Using human stem cells as a model system to understand the neural mechanisms of alcohol use disorders: Current status and outlook.
- Authors
- Scarnati, Matthew S; Halikere, Apoorva; Pang, Zhiping P
- Year
- 2019
- Journal
- Alcohol (Fayetteville, N.Y.)
- PMID
- 30087005
- DOI
- 10.1016/j.alcohol.2018.03.008
- PMCID
- PMC6167197
Alcohol use disorders (AUDs), which include alcohol abuse and dependence, are among the most common types of neuropsychiatric disorders in the United States (U.S.). Approximately 14% of the U.S. population is affected in a single year, thus placing a tremendous burden on individuals from all socioeconomic backgrounds. Animal models have been pivotal in revealing the basic mechanisms of how alcohol impacts neuronal function, yet there are currently limited effective therapies developed based on these studies. This is mainly due to a limited understanding of the exact cellular and molecular mechanisms underlying AUDs in humans, which leads to a lack of targeted therapeutics. Furthermore, compounding factors including genetic background, gene copy number variants, single nucleotide polymorphisms (SNP) as well as environmental and social factors that affect and promote the development of AUDs are complex and heterogeneous. Recent developments in stem cell biology, especially the human induced pluripotent stem (iPS) cell development and differentiation technologies, has provided us a unique opportunity to model neuropsychiatric disorders like AUDs in a manner that is highly complementary to animal studies, but that maintains fidelity with complex human genetic contexts. Patient-specific neuronal cells derived from iPS cells can then be used for drug discovery and precision medicine, e.g. for pathway-directed development in alcoholism. Here, we review recent work employing iPS cell technology to model and elucidate the genetic, molecular and cellular mechanisms of AUDs in a human neuronal background and provide our perspective on future development in this direction.

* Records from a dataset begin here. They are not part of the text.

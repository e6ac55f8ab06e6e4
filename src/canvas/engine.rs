//! A map engine painted with egui.
//!
//! Draws the service-area outline, trails, clustered markers and the pick
//! pin over a plain background grid. Pointer input pans and zooms the
//! camera; everything the host needs to know is queued as [`EngineEvent`]s
//! and returned from [`CanvasEngine::show`].

use super::cluster::ClusterIndex;
use super::colors;
use super::render::{self, HitRegion};
use crate::geo::{BoundaryPolygon, Coordinate, MapProjection, ScreenPoint, ScreenSize};
use crate::map::{
    Capabilities, ClickEvent, ClickTarget, EngineEvent, EngineFactory, EngineFailure,
    EngineOptions, MapEngine, MarkerEntity, ResolvedTrail, ViewportBounds,
};
use eframe::egui::{self, Pos2, Rect, Sense, Vec2};
use std::rc::Rc;
use web_time::Instant;

/// Zoom levels per unit of raw scroll delta.
const SCROLL_ZOOM_RATE: f64 = 0.005;

/// An in-progress camera animation.
#[derive(Debug, Clone, Copy)]
struct Ease {
    from_center: Coordinate,
    from_zoom: f64,
    to_center: Coordinate,
    to_zoom: f64,
    started: Instant,
    duration_ms: u64,
}

impl Ease {
    /// Camera at the current instant, and whether the animation is over.
    fn sample(&self) -> (Coordinate, f64, bool) {
        let elapsed = self.started.elapsed().as_millis() as f64;
        let t = (elapsed / self.duration_ms.max(1) as f64).min(1.0);
        // Ease-out cubic.
        let k = 1.0 - (1.0 - t).powi(3);
        let center = Coordinate::new(
            self.from_center.lon + (self.to_center.lon - self.from_center.lon) * k,
            self.from_center.lat + (self.to_center.lat - self.from_center.lat) * k,
        );
        let zoom = self.from_zoom + (self.to_zoom - self.from_zoom) * k;
        (center, zoom, t >= 1.0)
    }
}

/// The egui-painted engine.
pub struct CanvasEngine {
    projection: MapProjection,
    min_zoom: f64,
    max_zoom: f64,
    size: ScreenSize,
    index: ClusterIndex,
    trails: Vec<ResolvedTrail>,
    boundary: Option<Rc<BoundaryPolygon>>,
    hits: Vec<HitRegion>,
    events: Vec<EngineEvent>,
    ease: Option<Ease>,
    loaded: bool,
    /// Camera changed since the last `ViewportChanged`.
    unsettled: bool,
    selected: Option<String>,
    pick: Option<(Coordinate, Option<bool>)>,
}

impl CanvasEngine {
    pub fn new(options: &EngineOptions) -> Self {
        Self {
            projection: MapProjection::new(options.center, options.zoom),
            min_zoom: options.min_zoom,
            max_zoom: options.max_zoom,
            size: ScreenSize::default(),
            index: ClusterIndex::new(options.cluster),
            trails: Vec::new(),
            boundary: None,
            hits: Vec::new(),
            events: Vec::new(),
            ease: None,
            loaded: false,
            unsettled: false,
            selected: None,
            pick: None,
        }
    }

    /// Highlights the marker whose popup is open.
    pub fn set_selected(&mut self, id: Option<String>) {
        self.selected = id;
    }

    /// Shows the location being picked and its validation state.
    pub fn set_pick(&mut self, pick: Option<(Coordinate, Option<bool>)>) {
        self.pick = pick;
    }

    /// Top-left corner of the canvas in window coordinates.
    pub fn origin(&self) -> Pos2 {
        self.projection.screen_rect.min
    }

    pub fn zoom(&self) -> f64 {
        self.projection.zoom
    }

    /// Paints the map into `ui` and returns the events raised this frame.
    pub fn show(&mut self, ui: &mut egui::Ui) -> Vec<EngineEvent> {
        let (response, painter) = ui.allocate_painter(ui.available_size(), Sense::click_and_drag());
        let rect = response.rect;

        let size = ScreenSize::new(rect.width(), rect.height());
        self.projection.update(Rect::from_min_size(rect.min, self.projection.screen_rect.size()));
        if size != self.size {
            self.events.push(EngineEvent::Resized(size));
        }
        if !self.loaded {
            self.loaded = true;
            self.events.push(EngineEvent::Loaded);
        }

        self.step_ease(ui.ctx());
        let scrolled = self.handle_input(&response);

        painter.rect_filled(rect, 0.0, colors::map::BACKGROUND);
        let clipped = painter.with_clip_rect(rect);
        render::render_grid(&clipped, &self.projection);
        if let Some(boundary) = &self.boundary {
            render::render_boundary(&clipped, boundary, &self.projection);
        }
        render::render_trails(&clipped, &self.trails, &self.projection);
        self.hits = render::render_markers(
            &clipped,
            &mut self.index,
            &self.projection,
            self.selected.as_deref(),
        );
        if let Some((point, valid)) = self.pick {
            render::render_pick(&clipped, &self.projection, point, valid);
        }

        if self.unsettled && !response.dragged() && !scrolled && self.ease.is_none() {
            self.unsettled = false;
            self.events.push(EngineEvent::ViewportChanged(self.bounds()));
        }

        std::mem::take(&mut self.events)
    }

    fn step_ease(&mut self, ctx: &egui::Context) {
        let Some(ease) = self.ease else {
            return;
        };
        let (center, zoom, done) = ease.sample();
        self.projection.center = center;
        self.projection.zoom = zoom;
        self.unsettled = true;
        if done {
            self.ease = None;
        } else {
            ctx.request_repaint();
        }
    }

    /// Applies pan, zoom and click input. Returns true if the wheel moved.
    fn handle_input(&mut self, response: &egui::Response) -> bool {
        if response.dragged() {
            let delta = response.drag_delta();
            if delta != Vec2::ZERO {
                self.ease = None;
                self.projection.pan_by(delta);
                self.unsettled = true;
            }
        }

        let mut scrolled = false;
        if response.hovered() {
            let scroll = response.ctx.input(|i| i.raw_scroll_delta);
            if scroll.y != 0.0 {
                if let Some(anchor) = response.hover_pos() {
                    self.ease = None;
                    self.projection.zoom_around(
                        anchor,
                        scroll.y as f64 * SCROLL_ZOOM_RATE,
                        self.min_zoom,
                        self.max_zoom,
                    );
                    self.unsettled = true;
                    scrolled = true;
                }
            }
        }

        if response.double_clicked() {
            if let Some(anchor) = response.interact_pointer_pos() {
                self.projection
                    .zoom_around(anchor, 1.0, self.min_zoom, self.max_zoom);
                self.unsettled = true;
            }
        } else if response.clicked() {
            if let Some(pos) = response.interact_pointer_pos() {
                let event = self.click_at(pos);
                self.events.push(EngineEvent::Click(event));
            }
        }
        scrolled
    }

    fn click_at(&self, pos: Pos2) -> ClickEvent {
        let target = render::hit_test(&self.hits, pos)
            .map(|hit| hit.target.clone())
            .unwrap_or(ClickTarget::Map);
        let local = pos - self.origin();
        ClickEvent {
            point: ScreenPoint::new(local.x, local.y),
            coordinate: self.projection.screen_to_geo(pos),
            target,
        }
    }
}

impl MapEngine for CanvasEngine {
    fn resize(&mut self, size: ScreenSize) {
        self.size = size;
        let origin = self.origin();
        self.projection
            .update(Rect::from_min_size(origin, Vec2::new(size.w, size.h)));
        self.unsettled = true;
    }

    fn size(&self) -> ScreenSize {
        self.size
    }

    fn bounds(&self) -> ViewportBounds {
        let (west, south, east, north) = self.projection.visible_bounds();
        ViewportBounds::new(south, west, north, east, self.projection.zoom)
    }

    fn ease_to(&mut self, center: Coordinate, zoom: f64, duration_ms: u64) {
        let zoom = zoom.clamp(self.min_zoom, self.max_zoom);
        if duration_ms == 0 {
            self.ease = None;
            self.projection.center = center;
            self.projection.zoom = zoom;
            self.unsettled = true;
            return;
        }
        self.ease = Some(Ease {
            from_center: self.projection.center,
            from_zoom: self.projection.zoom,
            to_center: center,
            to_zoom: zoom,
            started: Instant::now(),
            duration_ms,
        });
    }

    fn set_markers(&mut self, markers: &[MarkerEntity]) {
        self.index.load(markers);
    }

    fn set_trails(&mut self, trails: &[ResolvedTrail]) {
        self.trails = trails.to_vec();
    }

    fn set_boundary(&mut self, boundary: Option<Rc<BoundaryPolygon>>) {
        self.boundary = boundary;
    }

    fn cluster_expansion_zoom(&self, cluster_id: u64) -> Option<f64> {
        self.index.expansion_zoom(cluster_id, self.projection.zoom)
    }

    fn project(&self, coordinate: Coordinate) -> ScreenPoint {
        let pos = self.projection.geo_to_screen(coordinate) - self.origin();
        ScreenPoint::new(pos.x, pos.y)
    }
}

/// Creates [`CanvasEngine`]s sized to the central panel.
#[derive(Debug, Clone)]
pub struct CanvasEngineFactory {
    gpu_canvas: bool,
    container: ScreenSize,
}

impl CanvasEngineFactory {
    pub fn new(gpu_canvas: bool) -> Self {
        Self {
            gpu_canvas,
            container: ScreenSize::default(),
        }
    }

    /// Records the space the map panel currently offers.
    pub fn set_container_size(&mut self, size: ScreenSize) {
        self.container = size;
    }
}

impl EngineFactory for CanvasEngineFactory {
    type Engine = CanvasEngine;

    fn capabilities(&self) -> Capabilities {
        Capabilities {
            gpu_canvas: self.gpu_canvas,
            requires_access_token: false,
        }
    }

    fn container_size(&self) -> ScreenSize {
        self.container
    }

    fn create(&mut self, options: &EngineOptions) -> Result<CanvasEngine, EngineFailure> {
        if !options.zoom.is_finite() || !options.center.is_valid() {
            return Err(EngineFailure::new(format!(
                "Invalid initial camera {} @ {}",
                options.center, options.zoom
            )));
        }
        log::info!(
            "Creating canvas engine at {} zoom {:.1}",
            options.center,
            options.zoom
        );
        Ok(CanvasEngine::new(options))
    }
}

Applications for iPS Cells in Modeling Alcohol Use Disorders (AUDs): From Disease Modeling to Precision MedicineSomatic tissue (mainly fibroblasts) can be obtained from patients that have been clinically diagnosed to have an AUD. Fibroblasts are then reprogrammed to an embryonic state through coexpression of the OSKM factors (Oct4, Sox2, Klf4 and c-Myc) to produce induced pluripotent stem (iPS) cells. iPS cells can then be differentiated into neurons. Conversely, it is possible to convert fibroblasts, via forced expression of specific transcription factors (Brn2, Ascl1 and Mytl1), into functional induced neuronal (iN) cells (Pang et al., 2011). iPS-derived patient specific neurons can be used for modeling AUDs to understand underlying mechanisms driving pathology. In addition, assays can be employed to assess the cytotoxicity of small molecules being tested for potential drug development. iPS cells generated from a patient carrying a known genetic variant linked to AUDs can be edited using genetic engineering prior to terminal neuronal differentiation. The “fixed” human neurons can then be used in applications for precision medicine such as transplantation/regenerative medicine. It is also possible to model the effects of ethanol on various stages of iPS cell development, self-propagation and differentiation (see pink boxes). The diagram above illustrates how iPS cells provide an upgraded model system for AUD disease modeling, high-throughput drug screening and cytotoxicity assays.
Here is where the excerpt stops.